**WHAT THIS TASK INVOLVES**
Copy all of the records word for word.

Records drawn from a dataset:
>>>>>

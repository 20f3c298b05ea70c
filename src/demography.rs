//! Population size history for the single island deme.

use crate::common::ParameterSet;
use crate::error::SimError;

pub const BOTTLENECK_START: i64 = 40;
pub const BOTTLENECK_SIZE: i64 = 10;
pub const BOTTLENECK_END: i64 = 42;
pub const ANCESTRAL_TIME: i64 = 8012;
pub const ANCESTRAL_SIZE: i64 = 20000;

/// A change of population size, in generations before present.
#[derive(Copy, Clone, Debug, PartialEq)]
pub struct Epoch {
    pub time: f64,
    pub size: f64,
}

impl Epoch {
    pub fn new(time: f64, size: f64) -> Self {
        Self { time, size }
    }
}

/// Size changes for population 0, plus the size in effect
/// from the present back to the first change.
#[derive(Clone, Debug, PartialEq)]
pub struct DemographicHistory {
    reference_size: f64,
    epochs: Vec<Epoch>,
}

impl DemographicHistory {
    /// Event times must be strictly increasing. Nothing
    /// is reordered.
    pub fn new(reference_size: f64, epochs: Vec<Epoch>) -> Result<Self, SimError> {
        check_size(reference_size)?;
        let mut previous: Option<f64> = None;
        for epoch in &epochs {
            if !epoch.time.is_finite() || epoch.time < 0.0 {
                return Err(SimError::InvalidParameter(format!(
                    "demographic event time must be finite and non-negative, got {}",
                    epoch.time
                )));
            }
            if let Some(previous) = previous {
                if epoch.time <= previous {
                    return Err(SimError::EventOrder {
                        previous,
                        time: epoch.time,
                    });
                }
            }
            check_size(epoch.size)?;
            previous = Some(epoch.time);
        }
        Ok(Self {
            reference_size,
            epochs,
        })
    }

    /// The San Nicolas model:
    ///
    /// | time | size |
    /// |------|------|
    /// | 40   | 10   |
    /// | 42   | Ne3  |
    /// | T    | Ne4  |
    /// | 8012 | 20000|
    ///
    /// with `Ne1` from the present back to time 40.
    /// `T` must fall strictly between 42 and 8012.
    pub fn san_nicolas(params: &ParameterSet) -> Result<Self, SimError> {
        let t = params.t();
        if t <= BOTTLENECK_END {
            return Err(SimError::EventOrder {
                previous: BOTTLENECK_END as f64,
                time: t as f64,
            });
        }
        if t >= ANCESTRAL_TIME {
            return Err(SimError::EventOrder {
                previous: t as f64,
                time: ANCESTRAL_TIME as f64,
            });
        }
        Self::new(
            params.ne1 as f64,
            vec![
                Epoch::new(BOTTLENECK_START as f64, BOTTLENECK_SIZE as f64),
                Epoch::new(BOTTLENECK_END as f64, params.ne3 as f64),
                Epoch::new(t as f64, params.ne4 as f64),
                Epoch::new(ANCESTRAL_TIME as f64, ANCESTRAL_SIZE as f64),
            ],
        )
    }

    pub fn reference_size(&self) -> f64 {
        self.reference_size
    }

    pub fn epochs(&self) -> &[Epoch] {
        &self.epochs
    }

    pub fn size_at(&self, time: f64) -> f64 {
        let n = self.epochs.partition_point(|e| e.time <= time);
        if n == 0 {
            self.reference_size
        } else {
            self.epochs[n - 1].size
        }
    }

    /// Time of the first size change strictly after `time`.
    pub fn next_change_after(&self, time: f64) -> Option<f64> {
        let n = self.epochs.partition_point(|e| e.time <= time);
        self.epochs.get(n).map(|e| e.time)
    }
}

fn check_size(size: f64) -> Result<(), SimError> {
    if size.is_finite() && size > 0.0 {
        Ok(())
    } else {
        Err(SimError::InvalidParameter(format!(
            "population size must be positive, got {size}"
        )))
    }
}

<<<<<

**OUTPUT OF THE TASK**
repository 20f3c298b05ea70c
filename src/demography.rs
//! Population size history for the single island deme.

use crate::common::ParameterSet;
use crate::error::SimError;

pub const BOTTLENECK_START: i64 = 40;
pub const BOTTLENECK_SIZE: i64 = 10;
pub const BOTTLENECK_END: i64 = 42;
pub const ANCESTRAL_TIME: i64 = 8012;
pub const ANCESTRAL_SIZE: i64 = 20000;

/// A change of population size, in generations before present.
#[derive(Copy, Clone, Debug, PartialEq)]
pub struct Epoch {
    pub time: f64,
    pub size: f64,
}

impl Epoch {
    pub fn new(time: f64, size: f64) -> Self {
        Self { time, size }
    }
}

/// Size changes for population 0, plus the size in effect
/// from the present back to the first change.
#[derive(Clone, Debug, PartialEq)]
pub struct DemographicHistory {
    reference_size: f64,
    epochs: Vec<Epoch>,
}

impl DemographicHistory {
    /// Event times must be strictly increasing. Nothing
    /// is reordered.
    pub fn new(reference_size: f64, epochs: Vec<Epoch>) -> Result<Self, SimError> {
        check_size(reference_size)?;
        let mut previous: Option<f64> = None;
        for epoch in &epochs {
            if !epoch.time.is_finite() || epoch.time < 0.0 {
                return Err(SimError::InvalidParameter(format!(
                    "demographic event time must be finite and non-negative, got {}",
                    epoch.time
                )));
            }
            if let Some(previous) = previous {
                if epoch.time <= previous {
                    return Err(SimError::EventOrder {
                        previous,
                        time: epoch.time,
                    });
                }
            }
            check_size(epoch.size)?;
            previous = Some(epoch.time);
        }
        Ok(Self {
            reference_size,
            epochs,
        })
    }

    /// The San Nicolas model:
    ///
    /// | time | size |
    /// |------|------|
    /// | 40   | 10   |
    /// | 42   | Ne3  |
    /// | T    | Ne4  |
    /// | 8012 | 20000|
    ///
    /// with `Ne1` from the present back to time 40.
    /// `T` must fall strictly between 42 and 8012.
    pub fn san_nicolas(params: &ParameterSet) -> Result<Self, SimError> {
        let t = params.t();
        if t <= BOTTLENECK_END {
            return Err(SimError::EventOrder {
                previous: BOTTLENECK_END as f64,
                time: t as f64,
            });
        }
        if t >= ANCESTRAL_TIME {
            return Err(SimError::EventOrder {
                previous: t as f64,
                time: ANCESTRAL_TIME as f64,
            });
        }
        Self::new(
            params.ne1 as f64,
            vec![
                Epoch::new(BOTTLENECK_START as f64, BOTTLENECK_SIZE as f64),
                Epoch::new(BOTTLENECK_END as f64, params.ne3 as f64),
                Epoch::new(t as f64, params.ne4 as f64),
                Epoch::new(ANCESTRAL_TIME as f64, ANCESTRAL_SIZE as f64),
            ],
        )
    }

    pub fn reference_size(&self) -> f64 {
        self.reference_size
    }

    pub fn epochs(&self) -> &[Epoch] {
        &self.epochs
    }

    pub fn size_at(&self, time: f64) -> f64 {
        let n = self.epochs.partition_point(|e| e.time <= time);
        if n == 0 {
            self.reference_size
        } else {
            self.epochs[n - 1].size
        }
    }

    /// Time of the first size change strictly after `time`.
    pub fn next_change_after(&self, time: f64) -> Option<f64> {
        let n = self.epochs.partition_point(|e| e.time <= time);
        self.epochs.get(n).map(|e| e.time)
    }
}

fn check_size(size: f64) -> Result<(), SimError> {
    if size.is_finite() && size > 0.0 {
        Ok(())
    } else {
        Err(SimError::InvalidParameter(format!(
            "population size must be positive, got {size}"
        )))
    }
}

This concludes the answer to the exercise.